I have done a lot of Senior Portraits over the years–I really enjoy it. It is fun to work with high school kids, and they let me be creative. Sometimes people don’t quite get what I do though. Many times, people are used to the typical school portraits and don’t even know what real portrait photography is or why anyone would want to pay for it. I look at it like this–I want to do something for my clients that they really can’t get from the typical school portrait. You know, the line them up and shoot them thing. That is not what I am about. My kids used to get mad at me because I would never buy the school pictures. Mostly because they did not really say anything about who my kids were. The backgrounds were tacky. And partly because their hair was never right or they had some goofy expression. Because the photographer did not have time to do it right. That is what volume photography is–do it quickly and don’t worry about the details. Just quick and dirty. It was never anything I would want to put on my walls.
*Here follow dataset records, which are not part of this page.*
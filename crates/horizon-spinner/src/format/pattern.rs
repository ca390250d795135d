//! Display patterns.
//!
//! A [`DisplayFormat`] compiles a Qt-style pattern such as `"MM/dd/yyyy HH:mm"`
//! into chrono strftime specifications. The same compiled pattern is used to
//! render values and to parse user input.
//!
//! # Pattern letters
//!
//! | letters | meaning |
//! |---|---|
//! | `yyyy` / `yy` | year / two-digit year (see below) |
//! | `M` / `MM` / `MMM` / `MMMM` | month: number, padded, short name, full name |
//! | `d` / `dd` | day of month |
//! | `ddd` / `dddd`, `EEE` / `EEEE` | weekday name, short or full |
//! | `H` / `HH` | hour, 0-23 |
//! | `h` / `hh` | hour, 1-12 |
//! | `m` / `mm` | minute |
//! | `s` / `ss` | second |
//! | `zzz` / `SSS`, `SSSSSS`, `SSSSSSSSS` | milli-, micro-, nanoseconds |
//! | `a` / `AP` | AM/PM marker |
//! | `'text'` | quoted literal (`''` is a single quote) |
//!
//! Any other character is copied literally.
//!
//! A pattern must be readable back into a value: date fields need a year,
//! month and day, time fields need an hour and a minute, and a 12-hour
//! field needs an AM/PM marker.
//!
//! `yy` reads two-digit years as 1970-2069, so values outside that range do
//! not survive a format and parse round trip.

use std::fmt;
use std::str::FromStr;

use crate::error::{Result, SpinnerError};

/// Pattern used when none is configured: short date, 24-hour time.
pub const DEFAULT_PATTERN: &str = "MM/dd/yyyy HH:mm";

#[derive(Debug, Clone, Copy, PartialEq, Eq)]
enum FieldKind {
    Date,
    Time,
}

#[derive(Debug, Clone, PartialEq, Eq)]
enum Token {
    Literal(String),
    Field {
        spec: &'static str,
        kind: FieldKind,
        /// Character offset of the field in the pattern.
        at: usize,
    },
}

impl Token {
    fn is_date(&self) -> bool {
        matches!(
            self,
            Token::Field {
                kind: FieldKind::Date,
                ..
            }
        )
    }

    fn is_time(&self) -> bool {
        matches!(
            self,
            Token::Field {
                kind: FieldKind::Time,
                ..
            }
        )
    }
}

/// A compiled display pattern.
#[derive(Debug, Clone, PartialEq, Eq)]
pub struct DisplayFormat {
    pattern: String,
    full_spec: String,
    date_spec: Option<String>,
    has_date_fields: bool,
    has_time_fields: bool,
}

impl DisplayFormat {
    /// Compile a display pattern.
    ///
    /// Fails with [`SpinnerError::InvalidPattern`] on unsupported letters or an
    /// unterminated quoted literal.
    pub fn new(pattern: impl Into<String>) -> Result<Self> {
        let pattern = pattern.into();
        let tokens = tokenize(&pattern)?;
        if !tokens.iter().any(|t| t.is_date() || t.is_time()) {
            return Err(SpinnerError::invalid_pattern(
                pattern,
                "pattern contains no date or time fields",
                0,
            ));
        }
        if let Some((message, at)) = missing_field(&tokens) {
            return Err(SpinnerError::invalid_pattern(pattern, message, at));
        }

        Ok(Self {
            full_spec: to_spec(&tokens),
            date_spec: date_span(&tokens).map(to_spec),
            has_date_fields: tokens.iter().any(Token::is_date),
            has_time_fields: tokens.iter().any(Token::is_time),
            pattern,
        })
    }

    /// The pattern this format was compiled from.
    pub fn pattern(&self) -> &str {
        &self.pattern
    }

    /// The strftime specification for the whole pattern.
    pub fn full_spec(&self) -> &str {
        &self.full_spec
    }

    /// The strftime specification for the date-only part of the pattern.
    ///
    /// This is the contiguous span from the first to the last date field.
    /// `None` if the pattern has no date fields, or if a time field sits
    /// between two date fields.
    pub fn date_spec(&self) -> Option<&str> {
        self.date_spec.as_deref()
    }

    pub fn has_date_fields(&self) -> bool {
        self.has_date_fields
    }

    pub fn has_time_fields(&self) -> bool {
        self.has_time_fields
    }
}

impl Default for DisplayFormat {
    fn default() -> Self {
        Self::new(DEFAULT_PATTERN).expect("default display pattern compiles")
    }
}

impl FromStr for DisplayFormat {
    type Err = SpinnerError;

    fn from_str(s: &str) -> Result<Self> {
        Self::new(s)
    }
}

impl fmt::Display for DisplayFormat {
    fn fmt(&self, f: &mut fmt::Formatter<'_>) -> fmt::Result {
        f.write_str(&self.pattern)
    }
}

fn tokenize(pattern: &str) -> Result<Vec<Token>> {
    let chars: Vec<char> = pattern.chars().collect();
    let mut tokens = Vec::new();
    let mut literal = String::new();
    let mut i = 0;

    while i < chars.len() {
        let c = chars[i];

        if c == '\'' {
            if chars.get(i + 1) == Some(&'\'') {
                literal.push('\'');
                i += 2;
                continue;
            }
            let start = i;
            i += 1;
            loop {
                match chars.get(i) {
                    None => {
                        return Err(SpinnerError::invalid_pattern(
                            pattern,
                            "unterminated quoted literal",
                            start,
                        ));
                    }
                    Some('\'') if chars.get(i + 1) == Some(&'\'') => {
                        literal.push('\'');
                        i += 2;
                    }
                    Some('\'') => {
                        i += 1;
                        break;
                    }
                    Some(&ch) => {
                        literal.push(ch);
                        i += 1;
                    }
                }
            }
            continue;
        }

        if c.is_ascii_alphabetic() {
            // Qt spells the AM/PM marker `AP` (or `ap` for lower case).
            let marker = match (c, chars.get(i + 1)) {
                ('A', Some('P')) => Some("%p"),
                ('a', Some('p')) => Some("%P"),
                _ => None,
            };
            if let Some(spec) = marker {
                if !literal.is_empty() {
                    tokens.push(Token::Literal(std::mem::take(&mut literal)));
                }
                tokens.push(Token::Field {
                    spec,
                    kind: FieldKind::Time,
                    at: i,
                });
                i += 2;
                continue;
            }

            let run = chars[i..].iter().take_while(|&&ch| ch == c).count();
            let Some((spec, kind)) = field_spec(c, run) else {
                let letters: String = std::iter::repeat_n(c, run).collect();
                return Err(SpinnerError::invalid_pattern(
                    pattern,
                    format!("unsupported field '{letters}'"),
                    i,
                ));
            };
            if !literal.is_empty() {
                tokens.push(Token::Literal(std::mem::take(&mut literal)));
            }
            tokens.push(Token::Field { spec, kind, at: i });
            i += run;
            continue;
        }

        literal.push(c);
        i += 1;
    }

    if !literal.is_empty() {
        tokens.push(Token::Literal(literal));
    }
    Ok(tokens)
}

fn field_spec(letter: char, run: usize) -> Option<(&'static str, FieldKind)> {
    use FieldKind::{Date, Time};

    let field = match (letter, run) {
        ('y', 2) => ("%y", Date),
        ('y', _) => ("%Y", Date),
        ('M', 1) => ("%-m", Date),
        ('M', 2) => ("%m", Date),
        ('M', 3) => ("%b", Date),
        ('M', _) => ("%B", Date),
        ('d', 1) => ("%-d", Date),
        ('d', 2) => ("%d", Date),
        ('d', 3) => ("%a", Date),
        ('d', _) => ("%A", Date),
        ('E', 1..=3) => ("%a", Date),
        ('E', _) => ("%A", Date),
        ('H', 1) => ("%-H", Time),
        ('H', 2) => ("%H", Time),
        ('h', 1) => ("%-I", Time),
        ('h', 2) => ("%I", Time),
        ('m', 1) => ("%-M", Time),
        ('m', 2) => ("%M", Time),
        ('s', 1) => ("%-S", Time),
        ('s', 2) => ("%S", Time),
        ('z', 1..=3) | ('S', 1..=3) => ("%3f", Time),
        ('S', 6) => ("%6f", Time),
        ('S', 9) => ("%9f", Time),
        ('a', 1) | ('A', 1) => ("%p", Time),
        _ => return None,
    };
    Some(field)
}

/// The first field a parser would need but cannot find, with the offset
/// to report it at.
fn missing_field(tokens: &[Token]) -> Option<(&'static str, usize)> {
    if let Some(at) = field_at(tokens, |_, kind| kind == FieldKind::Date) {
        let year = field_with(tokens, &["%Y", "%y"]);
        let month = field_with(tokens, &["%m", "%-m", "%b", "%B"]);
        let day = field_with(tokens, &["%d", "%-d"]);
        if year.is_none() || month.is_none() || day.is_none() {
            return Some(("date fields must include a year, a month and a day", at));
        }
    }

    if let Some(at) = field_at(tokens, |_, kind| kind == FieldKind::Time) {
        let hour = field_with(tokens, &["%H", "%-H", "%I", "%-I"]);
        let Some(hour_at) = hour else {
            return Some(("time fields must include an hour", at));
        };
        if field_with(tokens, &["%M", "%-M"]).is_none() {
            return Some(("time fields must include a minute", hour_at));
        }
        if let Some(twelve_at) = field_with(tokens, &["%I", "%-I"])
            && field_with(tokens, &["%p", "%P"]).is_none()
        {
            return Some(("12-hour field needs an AM/PM marker", twelve_at));
        }
    }

    None
}

fn field_with(tokens: &[Token], specs: &[&str]) -> Option<usize> {
    field_at(tokens, |spec, _| specs.contains(&spec))
}

fn field_at(
    tokens: &[Token],
    matches: impl Fn(&'static str, FieldKind) -> bool,
) -> Option<usize> {
    tokens.iter().find_map(|token| match token {
        Token::Field { spec, kind, at } if matches(*spec, *kind) => Some(*at),
        _ => None,
    })
}

fn date_span(tokens: &[Token]) -> Option<&[Token]> {
    let first = tokens.iter().position(Token::is_date)?;
    let last = tokens.iter().rposition(Token::is_date)?;
    let span = &tokens[first..=last];
    if span.iter().any(Token::is_time) {
        None
    } else {
        Some(span)
    }
}

fn to_spec(tokens: &[Token]) -> String {
    let mut spec = String::new();
    for token in tokens {
        match token {
            Token::Literal(text) => spec.push_str(&text.replace('%', "%%")),
            Token::Field { spec: field, .. } => spec.push_str(field),
        }
    }
    spec
}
So anyway, I was photographing a lovely young woman last week and was testing my lights. And I had this brain wave when I was going through the pictures. Many times people will say to me, “Wow, great picture! You must have a really great camera!” I smile and nod. Because it really isn’t about the camera. It is about posing, lighting and composition. I have spent a lot of time and continue to spend a lot of time learning about these things. And these two pictures say it all.
We were at Yaddo at the perfect time of day, the hour before sunset. However, I really, really wanted to use the rose arbor, but the lighting was not all that fabulous. I knew I wanted to use the columns as leading lines and to have perspective in the composition. I had this lovely girl, the dress was amazing, and the location was perfect. I knew if I used off camera strobe, it would be perfect. Without the strobe, she would have raccoon eyes, the color would be kind of yucky–just not the fabulous image it could be. (Side note–the strobe needs to be OFF the camera. You want directional light. Kind of wishing I had done an image with the strobe on the camera to illustrate the difference.) So once I had the lighting set, I posed her in contraposto, body angled, brought her face back toward the light and voila! She looks AMAZING! I think this is what professional portrait photography is really all about. You bring all these different elements of lighting, posing, and composition together to make your subject look incredible. It really does not matter what camera you use. If you could figure out a way to do off camera flash with an iPhone, you could probably do this. Anyway, to me, the difference is obvious–which one do you prefer?